Have you ever had the problem where your program misbehaves and you just do not have a debugger attached at the moment? Or that some bug is appearing occasionally and you just don't know how to reproduce such a case manually? The usual solution here is logging. But introducing logging into your code comes with a lot of manual work and adds a lot of boilerplate. There is also the dilemma of deciding which logic should be traced and at which level of detail.

All this pain is taken away with PostSharp.

When you apply the [LogMethod] aspect to a method, the method creates a log record when:

  • the method is invoked,
  • the method returns successfully,
  • the method fails with an exception.

Additionally, you can apply the [LogSetValue] to a field or property to create a log record when the field or property is set.

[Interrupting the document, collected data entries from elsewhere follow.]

//! Plan generation workflow: profile -> prompt -> AI text -> parsed plan -> store
//!
//! AI service failures abort generation and are returned to the caller.
//! An unusable response is not a failure; the parser substitutes a
//! deterministic plan and tags it as a fallback.

use std::sync::Arc;

use thiserror::Error;
use tracing::{debug, info};

use crate::config::MetabolicConfig;
use crate::llm::{AiServiceError, TextGenerator};
use crate::metabolic::{BmrFormula, MetabolicResult};
use crate::models::{NutritionPlan, UserProfile, WorkoutPlan};
use crate::plan_parser::{GeneratedPlan, PlanResponseParser};
use crate::prompts::{build_nutrition_prompt, build_workout_prompt, NUTRITION_SYSTEM_PROMPT, WORKOUT_SYSTEM_PROMPT};
use crate::store::{self, PlanStore, StoreError};

#[derive(Error, Debug)]
pub enum PlannerError {
  #[error(transparent)]
  Ai(#[from] AiServiceError),

  #[error(transparent)]
  Store(#[from] StoreError),
}

pub struct PlanGenerator {
  generator: Arc<dyn TextGenerator>,
  store: Arc<dyn PlanStore>,
  parser: PlanResponseParser,
}

impl PlanGenerator {
  pub fn new(generator: Arc<dyn TextGenerator>, store: Arc<dyn PlanStore>, config: MetabolicConfig) -> Self {
    Self {
      generator,
      store,
      parser: PlanResponseParser::new(config),
    }
  }

  /// Generate and persist a 7-day meal plan
  pub async fn generate_nutrition(&self, profile: &UserProfile) -> Result<GeneratedPlan<NutritionPlan>, PlannerError> {
    let suggested = match MetabolicResult::for_profile(profile, BmrFormula::HarrisBenedict) {
      Ok(result) => Some(result),
      Err(e) => {
        debug!(reason = %e, "No calorie suggestion for prompt");
        None
      }
    };

    let prompt = build_nutrition_prompt(profile, suggested.as_ref());
    let text = self.generator.generate(NUTRITION_SYSTEM_PROMPT, &prompt).await?;
    let plan = self.parser.parse_nutrition(&text, profile);

    store::save_nutrition_plan(self.store.as_ref(), &plan).await?;
    info!(id = %plan.id, source = ?plan.source, "Generated nutrition plan");
    Ok(plan)
  }

  /// Generate and persist a weekly workout plan
  pub async fn generate_workout(&self, profile: &UserProfile) -> Result<GeneratedPlan<WorkoutPlan>, PlannerError> {
    let prompt = build_workout_prompt(profile);
    let text = self.generator.generate(WORKOUT_SYSTEM_PROMPT, &prompt).await?;
    let plan = self.parser.parse_workout(&text, profile);

    store::save_workout_plan(self.store.as_ref(), &plan).await?;
    info!(id = %plan.id, source = ?plan.source, "Generated workout plan");
    Ok(plan)
  }
}

/// ---------------------------------------------------------------------------
/// Tests
/// ---------------------------------------------------------------------------
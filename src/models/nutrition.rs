use serde::{Deserialize, Deserializer, Serialize, Serializer};
use std::collections::BTreeMap;

use super::lenient;

/// ---------------------------------------------------------------------------
/// Day Names
/// ---------------------------------------------------------------------------

#[derive(Debug, Clone, Copy, PartialEq, Eq, PartialOrd, Ord, Hash)]
pub enum DayName {
  Monday,
  Tuesday,
  Wednesday,
  Thursday,
  Friday,
  Saturday,
  Sunday,
}

impl DayName {
  pub const ALL: [DayName; 7] = [
    DayName::Monday,
    DayName::Tuesday,
    DayName::Wednesday,
    DayName::Thursday,
    DayName::Friday,
    DayName::Saturday,
    DayName::Sunday,
  ];

  pub fn as_str(&self) -> &'static str {
    match self {
      DayName::Monday => "Monday",
      DayName::Tuesday => "Tuesday",
      DayName::Wednesday => "Wednesday",
      DayName::Thursday => "Thursday",
      DayName::Friday => "Friday",
      DayName::Saturday => "Saturday",
      DayName::Sunday => "Sunday",
    }
  }

  /// Zero-based position in the week, Monday first
  pub fn index(&self) -> usize {
    DayName::ALL.iter().position(|d| d == self).unwrap_or(0)
  }
}

impl std::fmt::Display for DayName {
  fn fmt(&self, f: &mut std::fmt::Formatter<'_>) -> std::fmt::Result {
    write!(f, "{}", self.as_str())
  }
}

impl std::str::FromStr for DayName {
  type Err = String;

  /// Case-insensitive; accepts full names and three-letter abbreviations
  fn from_str(s: &str) -> Result<Self, Self::Err> {
    let lower = s.trim().to_lowercase();
    DayName::ALL
      .iter()
      .find(|d| {
        let name = d.as_str().to_lowercase();
        lower == name || (lower.len() == 3 && name.starts_with(&lower))
      })
      .copied()
      .ok_or_else(|| format!("Unknown day name: {}", s))
  }
}

impl Serialize for DayName {
  fn serialize<S>(&self, serializer: S) -> Result<S::Ok, S::Error>
  where
    S: Serializer,
  {
    serializer.serialize_str(self.as_str())
  }
}

impl<'de> Deserialize<'de> for DayName {
  fn deserialize<D>(deserializer: D) -> Result<Self, D::Error>
  where
    D: Deserializer<'de>,
  {
    let s = String::deserialize(deserializer)?;
    s.parse().map_err(serde::de::Error::custom)
  }
}

/// ---------------------------------------------------------------------------
/// Meals and Plans
/// ---------------------------------------------------------------------------

#[derive(Debug, Clone, PartialEq, Serialize, Deserialize)]
#[serde(rename_all = "camelCase")]
pub struct Meal {
  pub name: String,
  #[serde(default)]
  pub time: String,
  #[serde(deserialize_with = "lenient::f64_from_any")]
  pub calories: f64,
  #[serde(default)]
  pub description: String,
  #[serde(default)]
  pub ingredients: Vec<String>,
}

#[derive(Debug, Clone, PartialEq, Serialize, Deserialize)]
#[serde(rename_all = "camelCase")]
pub struct NutritionPlan {
  #[serde(default, deserialize_with = "lenient::f64_from_any")]
  pub daily_calories: f64,
  #[serde(default, deserialize_with = "lenient::u32_from_any")]
  pub meals_per_day: u32,
  #[serde(default)]
  pub weekly_goal: String,
  /// Days without an entry have no meals planned
  pub weekly_meals: BTreeMap<DayName, Vec<Meal>>,
  #[serde(default)]
  pub recommendations: Vec<String>,
}

impl NutritionPlan {
  /// Meals planned for a day; empty when the day has no entry
  pub fn meals_for(&self, day: DayName) -> &[Meal] {
    self.weekly_meals.get(&day).map(Vec::as_slice).unwrap_or(&[])
  }

  /// Sum of meal calories for one day
  pub fn day_calories(&self, day: DayName) -> f64 {
    self.meals_for(day).iter().map(|m| m.calories).sum()
  }
}
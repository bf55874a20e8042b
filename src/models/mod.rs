pub mod lenient;
pub mod nutrition;
pub mod profile;
pub mod workout;

pub use nutrition::{DayName, Meal, NutritionPlan};
pub use profile::{BodyProfile, FitnessProfile, NutritionProfile, TravelProfile, UserProfile};
pub use workout::{
  exercise_id_from_name, Exercise, ExerciseLog, SetLog, WorkoutDay, WorkoutPlan, WorkoutSession,
};
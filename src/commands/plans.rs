//! Plan generation commands

use std::sync::Arc;

use tracing::info;

use super::{get_profile, AppState};
use crate::llm::ClaudeClient;
use crate::models::{NutritionPlan, WorkoutPlan};
use crate::plan_parser::{GeneratedPlan, PlanResponseParser};
use crate::planner::PlanGenerator;
use crate::store;

const OFFLINE_REASON: &str = "generated offline without the AI service";

fn planner(state: &AppState) -> Result<PlanGenerator, String> {
  let client = ClaudeClient::new(&state.config.ai).map_err(|e| format!("AI service unavailable: {}", e))?;
  Ok(PlanGenerator::new(
    Arc::new(client),
    state.store.clone(),
    state.config.metabolic,
  ))
}

/// Generate a nutrition plan for the stored profile.
///
/// With `offline` set the AI service is skipped and the deterministic plan
/// is saved instead.
pub async fn generate_nutrition_plan(state: &AppState, offline: bool) -> Result<GeneratedPlan<NutritionPlan>, String> {
  let profile = get_profile(state).await?;

  if offline {
    let parser = PlanResponseParser::new(state.config.metabolic);
    let plan: GeneratedPlan<NutritionPlan> = parser.fallback(&profile, OFFLINE_REASON.to_string());
    store::save_nutrition_plan(state.store.as_ref(), &plan)
      .await
      .map_err(|e| format!("Failed to save plan: {}", e))?;
    info!(id = %plan.id, "Saved offline nutrition plan");
    return Ok(plan);
  }

  planner(state)?
    .generate_nutrition(&profile)
    .await
    .map_err(|e| format!("Failed to generate nutrition plan: {}", e))
}

/// Generate a workout plan for the stored profile
pub async fn generate_workout_plan(state: &AppState, offline: bool) -> Result<GeneratedPlan<WorkoutPlan>, String> {
  let profile = get_profile(state).await?;

  if offline {
    let parser = PlanResponseParser::new(state.config.metabolic);
    let plan: GeneratedPlan<WorkoutPlan> = parser.fallback(&profile, OFFLINE_REASON.to_string());
    store::save_workout_plan(state.store.as_ref(), &plan)
      .await
      .map_err(|e| format!("Failed to save plan: {}", e))?;
    info!(id = %plan.id, "Saved offline workout plan");
    return Ok(plan);
  }

  planner(state)?
    .generate_workout(&profile)
    .await
    .map_err(|e| format!("Failed to generate workout plan: {}", e))
}

pub async fn list_nutrition_plans(state: &AppState) -> Result<Vec<GeneratedPlan<NutritionPlan>>, String> {
  store::load_nutrition_plans(state.store.as_ref())
    .await
    .map_err(|e| format!("Failed to load nutrition plans: {}", e))
}

pub async fn list_workout_plans(state: &AppState) -> Result<Vec<GeneratedPlan<WorkoutPlan>>, String> {
  store::load_workout_plans(state.store.as_ref())
    .await
    .map_err(|e| format!("Failed to load workout plans: {}", e))
}

pub async fn list_travel_plans(state: &AppState) -> Result<Vec<serde_json::Value>, String> {
  store::load_saved_travel_plans(state.store.as_ref())
    .await
    .map_err(|e| format!("Failed to load travel plans: {}", e))
}

pub async fn save_travel_plan(state: &AppState, plan: serde_json::Value) -> Result<(), String> {
  store::save_travel_plan(state.store.as_ref(), plan)
    .await
    .map_err(|e| format!("Failed to save travel plan: {}", e))
}

#[cfg(test)]
mod tests {
  use super::*;
  use crate::commands::tests::memory_state;
  use crate::commands::update_profile;
  use crate::config::{AiServiceConfig, AppConfig};
  use crate::plan_parser::PlanSource;
  use crate::store::MemoryStore;
  use crate::test_utils::{canonical_workout_json, mock_user_profile};
  use url::Url;

  #[tokio::test]
  async fn test_offline_plans_are_tagged_and_saved() {
    // Arrange
    let state = memory_state();
    update_profile(&state, mock_user_profile()).await.unwrap();

    // Act
    let nutrition = generate_nutrition_plan(&state, true).await.unwrap();
    let workout = generate_workout_plan(&state, true).await.unwrap();

    // Assert
    assert_eq!(
      nutrition.source,
      PlanSource::Fallback {
        reason: OFFLINE_REASON.to_string()
      }
    );
    assert!(workout.is_fallback());
    assert_eq!(list_nutrition_plans(&state).await.unwrap().len(), 1);
    assert_eq!(list_workout_plans(&state).await.unwrap().len(), 1);
  }

  #[tokio::test]
  async fn test_missing_api_key_aborts_generation() {
    let state = memory_state();

    let err = generate_workout_plan(&state, false).await.unwrap_err();

    assert!(err.contains("API key"));
    assert!(list_workout_plans(&state).await.unwrap().is_empty());
  }

  #[tokio::test]
  async fn test_generate_workout_plan_through_http() {
    // Arrange: Fake messages endpoint returning a canonical plan
    let mut server = mockito::Server::new_async().await;
    let body = serde_json::json!({
      "content": [{"type": "text", "text": canonical_workout_json()}],
      "stop_reason": "end_turn"
    });
    server
      .mock("POST", "/v1/messages")
      .with_status(200)
      .with_body(body.to_string())
      .create_async()
      .await;

    let config = AppConfig {
      ai: AiServiceConfig {
        api_key: Some("sk-test".to_string()),
        base_url: Url::parse(&server.url()).unwrap(),
        ..AiServiceConfig::default()
      },
      ..AppConfig::default()
    };
    let state = AppState::new(Arc::new(MemoryStore::new()), config);

    // Act
    let plan = generate_workout_plan(&state, false).await.unwrap();

    // Assert
    assert_eq!(plan.source, PlanSource::Ai);
    assert_eq!(plan.plan.name, "Full Body Basics");
    assert_eq!(list_workout_plans(&state).await.unwrap(), vec![plan]);
  }

  #[tokio::test]
  async fn test_travel_plans_are_listed_in_save_order() {
    let state = memory_state();

    save_travel_plan(&state, serde_json::json!({"destination": "Oslo"})).await.unwrap();
    let err = save_travel_plan(&state, serde_json::json!([1, 2])).await.unwrap_err();

    assert!(err.contains("JSON object"));
    let plans = list_travel_plans(&state).await.unwrap();
    assert_eq!(plans, vec![serde_json::json!({"destination": "Oslo"})]);
  }
}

What is being demonstrated?

The example uses the following PostSharp features:

  • The OnMethodBoundaryAspect class, the advices OnEntry, OnSuccess, OnException and context values args.Arguments, args.Method.
  • The LocationInterceptionAspect class, the advice OnSetValue and context value args.Location and args.Value.
  • Multicasting logging on all methods of the assembly (see Program.cs).
  • Logging calls to an external method, here the class System.Math (see Program.cs).


This example is purely educational. It has the following limitations:

  • Not optimized for run-time performance.
  • Not thread-safe.
  • Subject to infinite loops if you add logging to the ToString method.

If you need production-grade logging, you should consider using the [Log] aspect from the [PostSharp.Patterns.Diagnostics] namespace.

The [Log] aspect works out of the box. It is highly optimized for run-time performance, multithreading and reentrance. You can set up logging in a few minutes without modifying your existing source code.